Look for "Middleware" in the material below and show each line that contains it.

Provided information:
··········

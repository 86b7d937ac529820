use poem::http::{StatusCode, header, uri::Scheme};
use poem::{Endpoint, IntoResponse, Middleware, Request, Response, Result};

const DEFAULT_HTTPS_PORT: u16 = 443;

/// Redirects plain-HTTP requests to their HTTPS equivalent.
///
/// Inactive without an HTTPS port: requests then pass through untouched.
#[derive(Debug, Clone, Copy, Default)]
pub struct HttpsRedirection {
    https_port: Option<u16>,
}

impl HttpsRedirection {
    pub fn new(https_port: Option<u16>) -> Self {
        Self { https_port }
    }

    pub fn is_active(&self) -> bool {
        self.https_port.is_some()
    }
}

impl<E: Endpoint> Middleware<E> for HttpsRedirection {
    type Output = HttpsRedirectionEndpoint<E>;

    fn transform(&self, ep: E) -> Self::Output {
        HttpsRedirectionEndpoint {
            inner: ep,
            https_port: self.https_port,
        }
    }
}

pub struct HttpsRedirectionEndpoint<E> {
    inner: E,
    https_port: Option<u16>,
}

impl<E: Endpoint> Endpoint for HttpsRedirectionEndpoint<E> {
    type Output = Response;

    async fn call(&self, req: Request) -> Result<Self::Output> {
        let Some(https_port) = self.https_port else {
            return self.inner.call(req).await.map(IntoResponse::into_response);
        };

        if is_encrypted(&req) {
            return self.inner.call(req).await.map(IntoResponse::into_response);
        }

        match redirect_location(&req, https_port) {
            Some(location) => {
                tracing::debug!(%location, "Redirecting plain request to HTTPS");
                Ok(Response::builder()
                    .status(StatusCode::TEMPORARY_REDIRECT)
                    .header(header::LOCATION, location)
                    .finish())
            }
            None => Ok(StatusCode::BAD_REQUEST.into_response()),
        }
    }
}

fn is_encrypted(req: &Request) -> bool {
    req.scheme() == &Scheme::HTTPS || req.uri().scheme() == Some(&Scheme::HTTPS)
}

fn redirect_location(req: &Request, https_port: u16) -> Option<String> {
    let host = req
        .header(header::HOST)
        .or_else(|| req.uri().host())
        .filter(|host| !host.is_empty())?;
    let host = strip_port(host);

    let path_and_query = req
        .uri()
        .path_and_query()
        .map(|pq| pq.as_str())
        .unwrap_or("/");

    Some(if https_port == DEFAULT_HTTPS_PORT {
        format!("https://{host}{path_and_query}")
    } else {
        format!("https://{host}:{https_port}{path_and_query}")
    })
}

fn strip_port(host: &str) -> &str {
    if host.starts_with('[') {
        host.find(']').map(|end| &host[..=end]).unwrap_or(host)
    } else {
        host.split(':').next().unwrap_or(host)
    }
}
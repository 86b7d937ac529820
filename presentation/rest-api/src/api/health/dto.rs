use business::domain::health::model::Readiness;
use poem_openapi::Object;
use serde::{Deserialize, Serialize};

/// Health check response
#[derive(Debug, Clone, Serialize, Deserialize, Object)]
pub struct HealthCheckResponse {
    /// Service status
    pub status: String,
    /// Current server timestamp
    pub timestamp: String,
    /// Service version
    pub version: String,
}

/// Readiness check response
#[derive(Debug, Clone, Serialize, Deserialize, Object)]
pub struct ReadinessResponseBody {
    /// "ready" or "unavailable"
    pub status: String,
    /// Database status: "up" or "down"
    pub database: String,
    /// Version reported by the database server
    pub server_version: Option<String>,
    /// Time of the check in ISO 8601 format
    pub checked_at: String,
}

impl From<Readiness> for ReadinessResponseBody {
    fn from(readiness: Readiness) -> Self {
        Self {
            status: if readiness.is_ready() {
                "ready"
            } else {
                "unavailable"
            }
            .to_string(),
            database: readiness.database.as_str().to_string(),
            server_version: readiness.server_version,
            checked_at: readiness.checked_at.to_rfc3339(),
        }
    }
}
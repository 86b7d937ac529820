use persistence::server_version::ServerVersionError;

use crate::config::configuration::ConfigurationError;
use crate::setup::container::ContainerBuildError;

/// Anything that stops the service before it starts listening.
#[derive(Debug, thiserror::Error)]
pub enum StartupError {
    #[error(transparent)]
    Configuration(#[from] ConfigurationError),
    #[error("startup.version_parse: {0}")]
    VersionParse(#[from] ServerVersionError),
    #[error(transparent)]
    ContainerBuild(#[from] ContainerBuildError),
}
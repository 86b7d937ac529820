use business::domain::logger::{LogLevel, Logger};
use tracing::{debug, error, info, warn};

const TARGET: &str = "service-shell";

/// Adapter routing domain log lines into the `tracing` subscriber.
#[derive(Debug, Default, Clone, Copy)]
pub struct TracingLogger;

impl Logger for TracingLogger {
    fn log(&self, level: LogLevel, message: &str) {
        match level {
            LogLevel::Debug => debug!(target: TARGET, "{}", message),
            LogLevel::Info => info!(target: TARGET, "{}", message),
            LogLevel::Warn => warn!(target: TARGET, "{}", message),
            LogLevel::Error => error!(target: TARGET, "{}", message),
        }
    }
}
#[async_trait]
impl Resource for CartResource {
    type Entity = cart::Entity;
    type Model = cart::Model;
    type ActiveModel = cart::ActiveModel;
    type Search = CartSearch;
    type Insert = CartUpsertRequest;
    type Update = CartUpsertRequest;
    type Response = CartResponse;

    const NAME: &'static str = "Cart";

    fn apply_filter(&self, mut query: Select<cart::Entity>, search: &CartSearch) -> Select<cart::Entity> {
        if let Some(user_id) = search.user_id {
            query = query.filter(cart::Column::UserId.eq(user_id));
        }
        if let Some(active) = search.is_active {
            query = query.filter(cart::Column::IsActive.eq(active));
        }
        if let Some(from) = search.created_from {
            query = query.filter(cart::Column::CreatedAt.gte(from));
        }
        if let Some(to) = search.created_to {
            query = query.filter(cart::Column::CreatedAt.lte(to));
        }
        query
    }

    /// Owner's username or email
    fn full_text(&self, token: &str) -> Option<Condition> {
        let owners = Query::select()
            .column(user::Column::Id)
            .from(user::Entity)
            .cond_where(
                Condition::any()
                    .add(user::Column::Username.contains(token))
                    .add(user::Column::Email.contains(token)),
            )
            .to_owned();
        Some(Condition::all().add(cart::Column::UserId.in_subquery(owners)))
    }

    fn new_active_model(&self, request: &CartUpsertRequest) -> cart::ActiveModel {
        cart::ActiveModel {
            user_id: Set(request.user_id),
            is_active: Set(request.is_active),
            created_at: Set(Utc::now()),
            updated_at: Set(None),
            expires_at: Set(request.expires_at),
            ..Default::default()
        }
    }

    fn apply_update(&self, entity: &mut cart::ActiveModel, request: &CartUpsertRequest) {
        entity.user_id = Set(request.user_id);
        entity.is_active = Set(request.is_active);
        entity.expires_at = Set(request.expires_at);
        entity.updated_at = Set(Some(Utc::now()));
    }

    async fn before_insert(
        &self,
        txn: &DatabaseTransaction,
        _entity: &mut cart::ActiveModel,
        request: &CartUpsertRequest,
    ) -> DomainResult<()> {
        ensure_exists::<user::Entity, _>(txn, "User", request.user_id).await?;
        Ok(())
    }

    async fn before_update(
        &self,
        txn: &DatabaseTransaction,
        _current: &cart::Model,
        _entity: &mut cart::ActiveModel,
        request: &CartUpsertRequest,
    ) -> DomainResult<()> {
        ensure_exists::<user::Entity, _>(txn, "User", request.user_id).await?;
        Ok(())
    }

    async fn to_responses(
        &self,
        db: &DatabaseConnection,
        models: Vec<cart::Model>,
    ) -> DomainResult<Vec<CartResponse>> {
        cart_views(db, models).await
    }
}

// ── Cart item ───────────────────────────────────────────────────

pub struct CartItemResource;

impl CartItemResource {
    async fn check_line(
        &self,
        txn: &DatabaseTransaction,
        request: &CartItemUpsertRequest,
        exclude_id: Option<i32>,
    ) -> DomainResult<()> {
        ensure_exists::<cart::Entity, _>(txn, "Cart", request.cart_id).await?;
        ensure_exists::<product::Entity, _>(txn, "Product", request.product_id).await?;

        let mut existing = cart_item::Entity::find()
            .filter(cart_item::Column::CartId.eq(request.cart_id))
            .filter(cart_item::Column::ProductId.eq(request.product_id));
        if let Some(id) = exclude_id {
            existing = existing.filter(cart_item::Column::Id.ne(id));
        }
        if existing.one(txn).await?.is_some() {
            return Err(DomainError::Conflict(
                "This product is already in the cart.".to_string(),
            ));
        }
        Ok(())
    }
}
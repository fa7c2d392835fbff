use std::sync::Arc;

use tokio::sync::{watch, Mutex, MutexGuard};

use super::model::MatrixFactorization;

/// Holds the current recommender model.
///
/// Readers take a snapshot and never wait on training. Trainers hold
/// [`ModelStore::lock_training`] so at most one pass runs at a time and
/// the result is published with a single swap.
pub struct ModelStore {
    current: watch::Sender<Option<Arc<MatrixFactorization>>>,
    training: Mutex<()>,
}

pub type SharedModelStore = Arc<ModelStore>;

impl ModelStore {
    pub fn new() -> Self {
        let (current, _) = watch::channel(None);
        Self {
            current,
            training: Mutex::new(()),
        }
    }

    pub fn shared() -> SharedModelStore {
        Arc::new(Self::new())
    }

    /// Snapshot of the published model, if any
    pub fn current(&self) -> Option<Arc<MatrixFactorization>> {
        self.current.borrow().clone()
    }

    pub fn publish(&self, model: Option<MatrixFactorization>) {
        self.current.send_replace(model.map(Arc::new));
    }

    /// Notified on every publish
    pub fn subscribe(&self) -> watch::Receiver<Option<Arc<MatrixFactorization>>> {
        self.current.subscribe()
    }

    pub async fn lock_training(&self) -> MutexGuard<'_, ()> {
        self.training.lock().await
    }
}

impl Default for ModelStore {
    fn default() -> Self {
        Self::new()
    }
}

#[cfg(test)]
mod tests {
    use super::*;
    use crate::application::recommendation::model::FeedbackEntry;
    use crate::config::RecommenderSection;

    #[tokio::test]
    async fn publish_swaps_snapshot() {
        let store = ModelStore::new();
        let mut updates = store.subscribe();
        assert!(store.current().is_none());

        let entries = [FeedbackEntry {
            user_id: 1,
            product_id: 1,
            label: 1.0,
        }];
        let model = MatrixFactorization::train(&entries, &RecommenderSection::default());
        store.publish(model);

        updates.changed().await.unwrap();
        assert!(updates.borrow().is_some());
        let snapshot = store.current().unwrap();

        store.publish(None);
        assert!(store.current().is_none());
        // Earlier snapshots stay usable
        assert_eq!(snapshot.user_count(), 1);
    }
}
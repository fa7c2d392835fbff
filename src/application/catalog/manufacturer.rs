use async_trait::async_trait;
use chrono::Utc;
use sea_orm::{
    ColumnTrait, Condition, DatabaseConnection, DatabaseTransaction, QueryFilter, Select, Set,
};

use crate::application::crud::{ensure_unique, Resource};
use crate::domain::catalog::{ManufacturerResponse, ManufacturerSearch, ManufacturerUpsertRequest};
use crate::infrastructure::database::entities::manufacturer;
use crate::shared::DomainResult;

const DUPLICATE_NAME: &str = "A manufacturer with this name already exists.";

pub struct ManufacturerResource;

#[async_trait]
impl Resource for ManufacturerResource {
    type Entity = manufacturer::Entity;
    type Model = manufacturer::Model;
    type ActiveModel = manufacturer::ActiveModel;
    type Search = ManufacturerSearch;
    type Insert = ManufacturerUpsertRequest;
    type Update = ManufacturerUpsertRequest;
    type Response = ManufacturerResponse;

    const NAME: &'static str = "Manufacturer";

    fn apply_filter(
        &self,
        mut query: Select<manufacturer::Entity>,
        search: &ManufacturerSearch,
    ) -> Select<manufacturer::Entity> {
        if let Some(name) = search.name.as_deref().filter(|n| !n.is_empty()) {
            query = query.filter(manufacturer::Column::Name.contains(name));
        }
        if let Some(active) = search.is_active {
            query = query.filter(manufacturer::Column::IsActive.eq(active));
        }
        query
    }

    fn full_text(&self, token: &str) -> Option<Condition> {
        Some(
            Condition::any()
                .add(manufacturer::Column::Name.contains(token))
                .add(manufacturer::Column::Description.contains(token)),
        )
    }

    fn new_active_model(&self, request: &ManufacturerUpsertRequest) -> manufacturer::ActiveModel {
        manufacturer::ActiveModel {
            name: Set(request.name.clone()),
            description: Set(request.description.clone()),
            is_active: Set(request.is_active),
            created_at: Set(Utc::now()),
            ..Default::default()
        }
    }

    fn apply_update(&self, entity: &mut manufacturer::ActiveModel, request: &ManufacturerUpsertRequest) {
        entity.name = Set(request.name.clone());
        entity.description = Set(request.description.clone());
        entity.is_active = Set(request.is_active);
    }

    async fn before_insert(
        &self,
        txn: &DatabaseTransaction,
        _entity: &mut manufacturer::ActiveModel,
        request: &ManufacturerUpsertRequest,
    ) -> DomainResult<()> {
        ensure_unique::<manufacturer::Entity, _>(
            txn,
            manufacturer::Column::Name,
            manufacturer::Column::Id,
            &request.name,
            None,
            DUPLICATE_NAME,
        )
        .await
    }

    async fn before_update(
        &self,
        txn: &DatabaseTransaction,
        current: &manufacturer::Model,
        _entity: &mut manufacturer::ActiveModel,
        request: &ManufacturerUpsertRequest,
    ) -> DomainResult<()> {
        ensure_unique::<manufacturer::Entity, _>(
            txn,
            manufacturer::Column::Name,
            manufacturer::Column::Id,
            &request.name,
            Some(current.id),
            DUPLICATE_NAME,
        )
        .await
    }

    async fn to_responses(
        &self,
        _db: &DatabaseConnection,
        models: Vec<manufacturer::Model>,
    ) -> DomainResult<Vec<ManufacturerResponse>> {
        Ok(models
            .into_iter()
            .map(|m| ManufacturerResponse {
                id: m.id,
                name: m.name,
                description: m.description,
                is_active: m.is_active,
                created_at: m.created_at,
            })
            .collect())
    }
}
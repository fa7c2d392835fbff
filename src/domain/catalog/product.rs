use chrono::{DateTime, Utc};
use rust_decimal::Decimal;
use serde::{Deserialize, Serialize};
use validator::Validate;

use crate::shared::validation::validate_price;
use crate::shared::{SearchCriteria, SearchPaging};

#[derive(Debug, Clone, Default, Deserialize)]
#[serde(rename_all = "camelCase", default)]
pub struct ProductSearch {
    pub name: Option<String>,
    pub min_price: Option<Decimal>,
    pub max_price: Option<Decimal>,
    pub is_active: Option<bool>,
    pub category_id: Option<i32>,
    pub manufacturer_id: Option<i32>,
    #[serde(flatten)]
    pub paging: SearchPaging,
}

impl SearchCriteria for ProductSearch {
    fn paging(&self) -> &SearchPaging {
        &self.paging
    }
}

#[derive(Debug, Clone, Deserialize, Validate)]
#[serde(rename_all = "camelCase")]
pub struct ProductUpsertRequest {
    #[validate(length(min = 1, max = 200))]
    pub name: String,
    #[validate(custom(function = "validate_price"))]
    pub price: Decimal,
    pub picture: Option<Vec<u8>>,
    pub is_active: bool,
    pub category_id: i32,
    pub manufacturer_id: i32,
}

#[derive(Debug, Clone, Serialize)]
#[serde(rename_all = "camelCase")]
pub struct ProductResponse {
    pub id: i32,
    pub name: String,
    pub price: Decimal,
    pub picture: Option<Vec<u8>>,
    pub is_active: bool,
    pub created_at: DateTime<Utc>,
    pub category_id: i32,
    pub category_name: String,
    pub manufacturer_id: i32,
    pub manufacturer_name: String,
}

··········

Solution:
use poem::{Endpoint, IntoResponse, Middleware, Request, Response, Result};
impl<E: Endpoint> Middleware<E> for HttpsRedirection {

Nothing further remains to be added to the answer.